Start of Records shown

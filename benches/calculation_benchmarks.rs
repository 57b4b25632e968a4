//! Performance benchmarks for the payroll deduction engine.
//!
//! Covers single breakdowns, audited breakdowns, and report rendering for
//! rosters of increasing size.
//!
//! Run with: `cargo bench`
//! HTML reports are generated in `target/criterion/`

use criterion::{BenchmarkId, Criterion, Throughput, black_box, criterion_group, criterion_main};
use rust_decimal::Decimal;

use payroll_deductions::calculation::{DeductionCalculator, compute_breakdown};
use payroll_deductions::models::EmployeeRecord;
use payroll_deductions::report::{ReportFormat, ReportGenerator};

/// Builds a roster whose salaries sweep every bracket.
fn create_roster(size: usize) -> Vec<EmployeeRecord> {
    (0..size)
        .map(|i| {
            // 10,000.00 up to about 1.6M in uneven steps
            let cents = 1_000_000 + (i as i64 * 7_919_113) % 160_000_000;
            EmployeeRecord::new(format!("Employee {:05}", i), Decimal::new(cents, 2))
        })
        .collect()
}

fn bench_single_breakdown(c: &mut Criterion) {
    let salary = Decimal::new(5_340_000, 2);

    c.bench_function("single_breakdown", |b| {
        b.iter(|| black_box(compute_breakdown(black_box(salary))))
    });
}

fn bench_audited_breakdown(c: &mut Criterion) {
    let calculator = DeductionCalculator::statutory();
    let salary = Decimal::new(88_000_000, 2);

    c.bench_function("audited_breakdown", |b| {
        b.iter(|| black_box(calculator.breakdown_with_audit(black_box(salary))))
    });
}

fn bench_render(c: &mut Criterion) {
    let mut group = c.benchmark_group("render_report");

    for size in [12usize, 100, 1000] {
        let roster = create_roster(size);
        group.throughput(Throughput::Elements(size as u64));

        for format in [ReportFormat::Csv, ReportFormat::Table] {
            let generator = ReportGenerator::default().with_format(format);
            group.bench_with_input(
                BenchmarkId::new(format.to_string(), size),
                &roster,
                |b, roster| b.iter(|| black_box(generator.render(roster).unwrap())),
            );
        }
    }

    group.finish();
}

criterion_group!(
    benches,
    bench_single_breakdown,
    bench_audited_breakdown,
    bench_render,
);
criterion_main!(benches);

End of Records shown

Could each line above be retyped exactly?

filename benches/calculation_benchmarks.rs
repository 57b4b25632e968a4
//! Performance benchmarks for the payroll deduction engine.
//!
//! Covers single breakdowns, audited breakdowns, and report rendering for
//! rosters of increasing size.
//!
//! Run with: `cargo bench`
//! HTML reports are generated in `target/criterion/`

use criterion::{BenchmarkId, Criterion, Throughput, black_box, criterion_group, criterion_main};
use rust_decimal::Decimal;

use payroll_deductions::calculation::{DeductionCalculator, compute_breakdown};
use payroll_deductions::models::EmployeeRecord;
use payroll_deductions::report::{ReportFormat, ReportGenerator};

/// Builds a roster whose salaries sweep every bracket.
fn create_roster(size: usize) -> Vec<EmployeeRecord> {
    (0..size)
        .map(|i| {
            // 10,000.00 up to about 1.6M in uneven steps
            let cents = 1_000_000 + (i as i64 * 7_919_113) % 160_000_000;
            EmployeeRecord::new(format!("Employee {:05}", i), Decimal::new(cents, 2))
        })
        .collect()
}

fn bench_single_breakdown(c: &mut Criterion) {
    let salary = Decimal::new(5_340_000, 2);

    c.bench_function("single_breakdown", |b| {
        b.iter(|| black_box(compute_breakdown(black_box(salary))))
    });
}

fn bench_audited_breakdown(c: &mut Criterion) {
    let calculator = DeductionCalculator::statutory();
    let salary = Decimal::new(88_000_000, 2);

    c.bench_function("audited_breakdown", |b| {
        b.iter(|| black_box(calculator.breakdown_with_audit(black_box(salary))))
    });
}

fn bench_render(c: &mut Criterion) {
    let mut group = c.benchmark_group("render_report");

    for size in [12usize, 100, 1000] {
        let roster = create_roster(size);
        group.throughput(Throughput::Elements(size as u64));

        for format in [ReportFormat::Csv, ReportFormat::Table] {
            let generator = ReportGenerator::default().with_format(format);
            group.bench_with_input(
                BenchmarkId::new(format.to_string(), size),
                &roster,
                |b, roster| b.iter(|| black_box(generator.render(roster).unwrap())),
            );
        }
    }

    group.finish();
}

criterion_group!(
    benches,
    bench_single_breakdown,
    bench_audited_breakdown,
    bench_render,
);
criterion_main!(benches);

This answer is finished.